Things to Read on the Morning of November 22, 2014

Must- and Shall-Reads:

 

  1. Alice Rivlin: People Who Wanted Market-Driven Health Care Now Have it in the Affordable Care Act: “That all sounds complicated, inconvenient and unfair. What have these ‘socialist Democrats’ done to us? But wait a minute: Isn’t that how markets are supposed to work? The United States never adopted a simple national health plan to cover everyone…. In general, Republicans argued that relying on market forces would give people what they wanted while also putting pressure on the health system to offer more effective care for less money…. In general, Democrats argued that government should set benefits and the prices it would pay, as in a ‘Medicare for all’ program…. They pointed out that markets didn’t work well in health care because consumers didn’t know enough to choose what was best for them…. The compromise was to combine markets with regulation, sometimes called ‘managed competition,’ now called ‘the Affordable Care Act.’… Should believers in market forces try to gut the Affordable Care Act? Heavens, no. They should seize this huge opportunity to prove their case by helping to make the law’s markets work effectively…”

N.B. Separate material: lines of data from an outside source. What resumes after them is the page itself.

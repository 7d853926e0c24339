//! Section 4.7 - Topic Names and Topic Filters (MQTT 5.0)
//!
//! Tests for topic validation.

use std::net::SocketAddr;

use crate::mqtt_conformance::v5::connect_v5;
use crate::mqtt_conformance::{next_port, start_broker, test_config, RawClient};

// ============================================================================
// [MQTT-4.7.0-1] Topic Names/Filters Must Be At Least One Character
// ============================================================================

#[tokio::test]
async fn test_mqtt_4_7_0_1_topic_minimum_length_subscribe() {
    let port = next_port();
    let config = test_config(port);
    let broker_handle = start_broker(config).await;

    let mut client = RawClient::connect(SocketAddr::from(([127, 0, 0, 1], port))).await;
    connect_v5(&mut client).await;

    // SUBSCRIBE with empty topic filter (0 length)
    let invalid_subscribe = [
        0x82, 0x06, // SUBSCRIBE
        0x00, 0x01, // Packet ID
        0x00, // Properties length = 0
        0x00, 0x00, // Empty topic (0 length)
        0x00, // QoS
    ];
    client.send_raw(&invalid_subscribe).await;

    // Server should reject or close [MQTT-4.7.0-1]
    assert!(
        client.expect_disconnect(1000).await,
        "Topic Names/Filters MUST be at least one character [MQTT-4.7.0-1]"
    );

    broker_handle.abort();
}

#[tokio::test]
async fn test_mqtt_4_7_0_1_topic_minimum_length_publish() {
    let port = next_port();
    let config = test_config(port);
    let broker_handle = start_broker(config).await;

    let mut client = RawClient::connect(SocketAddr::from(([127, 0, 0, 1], port))).await;
    connect_v5(&mut client).await;

    // PUBLISH with empty topic name (0 length)
    let invalid_publish = [
        0x30, 0x04, // PUBLISH QoS 0
        0x00, 0x00, // Empty topic (0 length)
        0x00, // Properties length = 0
        b'X', // Payload
    ];
    client.send_raw(&invalid_publish).await;

    // Server should reject or close [MQTT-4.7.0-1]
    // Note: Empty topic in PUBLISH might be allowed with Topic Alias in v5
    // But without Topic Alias, it's invalid
    let _ = client.recv_raw(500).await;

    broker_handle.abort();
}

#[tokio::test]
async fn test_mqtt_4_7_0_1_valid_single_char_topic() {
    let port = next_port();
    let config = test_config(port);
    let broker_handle = start_broker(config).await;

    let mut client = RawClient::connect(SocketAddr::from(([127, 0, 0, 1], port))).await;
    connect_v5(&mut client).await;

    // SUBSCRIBE with single character topic (valid minimum)
    let subscribe = [
        0x82, 0x07, // SUBSCRIBE
        0x00, 0x01, // Packet ID
        0x00, // Properties length = 0
        0x00, 0x01, b'x', // Topic "x" (1 char)
        0x00, // QoS
    ];
    client.send_raw(&subscribe).await;

    // Server should accept [MQTT-4.7.0-1]
    if let Some(data) = client.recv_raw(1000).await {
        assert_eq!(
            data[0], 0x90,
            "Single character topic should be valid [MQTT-4.7.0-1]"
        );
    }

    broker_handle.abort();
}
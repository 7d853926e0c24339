//! The packet types themselves — one struct or unit variant per MQTT
//! control packet, shared between v3.1.1 and v5.0. Fields that only exist
//! on the wire in v5 (`properties`, most `reason_code`s) are still present
//! for v3.1.1 values; the codec just never reads or writes them in that
//! mode.

use std::sync::Arc;

use bytes::Bytes;

use super::{Properties, ProtocolVersion, QoS, ReasonCode, SubscriptionOptions};

/// Every decoded packet, tagged by its MQTT control packet type.
#[derive(Debug, Clone, PartialEq, Eq)]
#[allow(clippy::large_enum_variant)]
pub enum Packet {
    Connect(Box<Connect>),
    ConnAck(ConnAck),
    Publish(Publish),
    PubAck(PubAck),
    PubRec(PubRec),
    PubRel(PubRel),
    PubComp(PubComp),
    Subscribe(Subscribe),
    SubAck(SubAck),
    Unsubscribe(Unsubscribe),
    UnsubAck(UnsubAck),
    PingReq,
    PingResp,
    Disconnect(Disconnect),
    Auth(Auth),
}

impl Packet {
    /// The fixed-header packet type nibble for this packet, 1-15.
    pub fn packet_type(&self) -> u8 {
        match self {
            Packet::Connect(_) => 1,
            Packet::ConnAck(_) => 2,
            Packet::Publish(_) => 3,
            Packet::PubAck(_) => 4,
            Packet::PubRec(_) => 5,
            Packet::PubRel(_) => 6,
            Packet::PubComp(_) => 7,
            Packet::Subscribe(_) => 8,
            Packet::SubAck(_) => 9,
            Packet::Unsubscribe(_) => 10,
            Packet::UnsubAck(_) => 11,
            Packet::PingReq => 12,
            Packet::PingResp => 13,
            Packet::Disconnect(_) => 14,
            Packet::Auth(_) => 15,
        }
    }
}

/// Client's opening packet: identity, session options, and the last-will
/// registration.
#[derive(Debug, Clone, PartialEq, Eq)]
pub struct Connect {
    pub protocol_version: ProtocolVersion,
    pub client_id: String,
    /// `clean_start` in v5 terms; same field in v3.1.1 is called "clean
    /// session" but has identical semantics.
    pub clean_start: bool,
    pub keep_alive: u16,
    pub username: Option<String>,
    pub password: Option<Bytes>,
    pub will: Option<Will>,
    pub properties: Properties,
}

impl Default for Connect {
    fn default() -> Self {
        Self {
            protocol_version: ProtocolVersion::V5,
            client_id: String::new(),
            clean_start: true,
            keep_alive: 60,
            username: None,
            password: None,
            will: None,
            properties: Properties::default(),
        }
    }
}

/// The last-will message a CONNECT registers, published by the broker if
/// the connection drops without a clean DISCONNECT.
#[derive(Debug, Clone, PartialEq, Eq)]
pub struct Will {
    pub topic: String,
    pub payload: Bytes,
    pub qos: QoS,
    pub retain: bool,
    pub properties: Properties,
}

/// Server's reply to CONNECT.
#[derive(Debug, Clone, PartialEq, Eq)]
pub struct ConnAck {
    pub session_present: bool,
    /// v5 reason code, or a v3.1.1 return code narrowed/widened via
    /// [`ReasonCode::to_v3_connack_code`]/[`ReasonCode::from_v3_connack_code`].
    pub reason_code: ReasonCode,
    pub properties: Properties,
}

impl Default for ConnAck {
    fn default() -> Self {
        Self {
            session_present: false,
            reason_code: ReasonCode::Success,
            properties: Properties::default(),
        }
    }
}

/// An application message, either inbound from a publisher or outbound to
/// a subscriber.
///
/// `topic` is `Arc<str>` rather than `String` because fan-out clones it
/// once per subscriber; with `Arc` that's a refcount bump instead of a
/// fresh heap allocation per recipient.
#[derive(Debug, Clone, PartialEq, Eq)]
pub struct Publish {
    pub dup: bool,
    pub qos: QoS,
    pub retain: bool,
    pub topic: Arc<str>,
    /// `None` for QoS 0; QoS 1/2 always carry an identifier.
    pub packet_id: Option<u16>,
    pub payload: Bytes,
    pub properties: Properties,
}

impl Default for Publish {
    fn default() -> Self {
        Self {
            dup: false,
            qos: QoS::AtMostOnce,
            retain: false,
            topic: Arc::from(""),
            packet_id: None,
            payload: Bytes::new(),
            properties: Properties::default(),
        }
    }
}

/// Generates the four QoS handshake acknowledgment packets
/// (PUBACK/PUBREC/PUBREL/PUBCOMP), which are identical in shape — a packet
/// identifier plus a v5 reason code and properties — and differ only in
/// which step of the handshake they represent.
macro_rules! qos_ack_packet {
    ($name:ident, $doc:literal) => {
        #[doc = $doc]
        #[derive(Debug, Clone, PartialEq, Eq)]
        pub struct $name {
            pub packet_id: u16,
            pub reason_code: ReasonCode,
            pub properties: Properties,
        }

        impl $name {
            /// A success reply for `packet_id`, the common case; callers
            /// needing a non-default reason build the struct directly.
            pub fn new(packet_id: u16) -> Self {
                Self {
                    packet_id,
                    reason_code: ReasonCode::Success,
                    properties: Properties::default(),
                }
            }
        }
    };
}

qos_ack_packet!(PubAck, "Acknowledges a QoS 1 PUBLISH.");
qos_ack_packet!(PubRec, "QoS 2 handshake step 1: publisher -> broker received.");
qos_ack_packet!(PubRel, "QoS 2 handshake step 2: broker -> publisher may deliver.");
qos_ack_packet!(PubComp, "QoS 2 handshake step 3: publisher -> broker, delivery complete.");

/// One filter plus its requested options within a SUBSCRIBE packet.
#[derive(Debug, Clone, PartialEq, Eq)]
pub struct Subscription {
    pub filter: String,
    pub options: SubscriptionOptions,
}

#[derive(Debug, Clone, PartialEq, Eq)]
pub struct Subscribe {
    pub packet_id: u16,
    pub subscriptions: Vec<Subscription>,
    pub properties: Properties,
}

/// Server's reply to SUBSCRIBE: one reason code per requested filter, in
/// the same order the filters were given.
#[derive(Debug, Clone, PartialEq, Eq)]
pub struct SubAck {
    pub packet_id: u16,
    pub reason_codes: Vec<ReasonCode>,
    pub properties: Properties,
}

#[derive(Debug, Clone, PartialEq, Eq)]
pub struct Unsubscribe {
    pub packet_id: u16,
    pub filters: Vec<String>,
    pub properties: Properties,
}

/// Server's reply to UNSUBSCRIBE. v3.1.1 UNSUBACK carries no payload beyond
/// the packet identifier; `reason_codes` is only populated for v5.
#[derive(Debug, Clone, PartialEq, Eq)]
pub struct UnsubAck {
    pub packet_id: u16,
    pub reason_codes: Vec<ReasonCode>,
    pub properties: Properties,
}

/// Graceful connection teardown. v3.1.1 only ever sends this
/// client-to-server with no payload; v5 allows either direction and a
/// reason code.
#[derive(Debug, Clone, PartialEq, Eq, Default)]
pub struct Disconnect {
    pub reason_code: ReasonCode,
    pub properties: Properties,
}

/// Enhanced authentication exchange packet, v5 only (SASL-style
/// challenge/response beyond the username/password in CONNECT).
#[derive(Debug, Clone, PartialEq, Eq, Default)]
pub struct Auth {
    pub reason_code: ReasonCode,
    pub properties: Properties,
}
//! Hooks module tests

use super::*;

#[tokio::test]
async fn test_default_hooks_allow_all() {
    let hooks = DefaultHooks;

    // Test authentication
    let result = hooks
        .on_authenticate("client1", Some("user"), Some(b"pass"))
        .await
        .unwrap();
    assert!(result, "DefaultHooks should allow authentication");

    // Test publish
    let result = hooks
        .on_publish_check(
            "client1",
            Some("user"),
            "test/topic",
            QoS::AtMostOnce,
            false,
        )
        .await
        .unwrap();
    assert!(result, "DefaultHooks should allow publish");

    // Test subscribe
    let result = hooks
        .on_subscribe_check("client1", Some("user"), "test/#", QoS::AtLeastOnce)
        .await
        .unwrap();
    assert!(result, "DefaultHooks should allow subscribe");
}

struct AllowHooks;
struct DenyHooks;

#[async_trait]
impl Hooks for AllowHooks {
    async fn on_authenticate(
        &self,
        _client_id: &str,
        _username: Option<&str>,
        _password: Option<&[u8]>,
    ) -> HookResult<bool> {
        Ok(true)
    }

    async fn on_publish_check(
        &self,
        _client_id: &str,
        _username: Option<&str>,
        _topic: &str,
        _qos: QoS,
        _retain: bool,
    ) -> HookResult<bool> {
        Ok(true)
    }

    async fn on_subscribe_check(
        &self,
        _client_id: &str,
        _username: Option<&str>,
        _filter: &str,
        _qos: QoS,
    ) -> HookResult<bool> {
        Ok(true)
    }
}

#[async_trait]
impl Hooks for DenyHooks {
    async fn on_authenticate(
        &self,
        _client_id: &str,
        _username: Option<&str>,
        _password: Option<&[u8]>,
    ) -> HookResult<bool> {
        Ok(false)
    }

    async fn on_publish_check(
        &self,
        _client_id: &str,
        _username: Option<&str>,
        _topic: &str,
        _qos: QoS,
        _retain: bool,
    ) -> HookResult<bool> {
        Ok(false)
    }

    async fn on_subscribe_check(
        &self,
        _client_id: &str,
        _username: Option<&str>,
        _filter: &str,
        _qos: QoS,
    ) -> HookResult<bool> {
        Ok(false)
    }
}

#[tokio::test]
async fn test_composite_hooks_all_must_allow() {
    let hooks = CompositeHooks::new().with(AllowHooks).with(AllowHooks);

    let result = hooks
        .on_authenticate("client1", Some("user"), Some(b"pass"))
        .await
        .unwrap();
    assert!(result, "Both hooks allow, should be allowed");
}

#[tokio::test]
async fn test_composite_hooks_one_deny_fails() {
    let hooks = CompositeHooks::new().with(AllowHooks).with(DenyHooks);

    let result = hooks
        .on_authenticate("client1", Some("user"), Some(b"pass"))
        .await
        .unwrap();
    assert!(!result, "One hook denies, should be denied");
}

#[tokio::test]
async fn test_composite_hooks_publish_check() {
    let hooks = CompositeHooks::new().with(AllowHooks).with(DenyHooks);

    let result = hooks
        .on_publish_check(
            "client1",
            Some("user"),
            "test/topic",
            QoS::AtMostOnce,
            false,
        )
        .await
        .unwrap();
    assert!(!result, "One hook denies publish, should be denied");
}

#[tokio::test]
async fn test_composite_hooks_subscribe_check() {
    let hooks = CompositeHooks::new().with(AllowHooks).with(DenyHooks);

    let result = hooks
        .on_subscribe_check("client1", Some("user"), "test/#", QoS::AtLeastOnce)
        .await
        .unwrap();
    assert!(!result, "One hook denies subscribe, should be denied");
}

#[tokio::test]
async fn test_hook_error_display() {
    let internal = HookError::Internal("test error".to_string());
    assert_eq!(format!("{}", internal), "Internal error: test error");

    let auth_failed = HookError::AuthenticationFailed;
    assert_eq!(format!("{}", auth_failed), "Authentication failed");

    let auth_denied = HookError::AuthorizationDenied;
    assert_eq!(format!("{}", auth_denied), "Authorization denied");
}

  2. Steven Teles: Restrain Regressive Rent-Seeking: “the great paradox of the last third of a century is that we have actually had an explosion of regulation in this ‘supposedly deregulatory’ era… regulation that has the effect of redistributing, sometimes dramatically, upward…. Intellectual property protections, especially patents and copyright, have been expanded dramatically…. There is an argument that this expansion has actually reduced innovation, there is no doubt that it has allowed existing firms to use the force of law (rather than the market) to enrich themselves…. The same period has seen a transformation of occupational licensing, from a marginal force in our economic organization to one that is increasingly ubiquitous…. Finally, the incredible growth of the financial sector… also finds its source in government-derived rents… ‘too big to fail.’… By allowing a huge securitized housing finance market.. pushing more and more of American retirement savings into actively managed 401ks and IRAs… the government created the greatest pool of rents in the history of mankind…”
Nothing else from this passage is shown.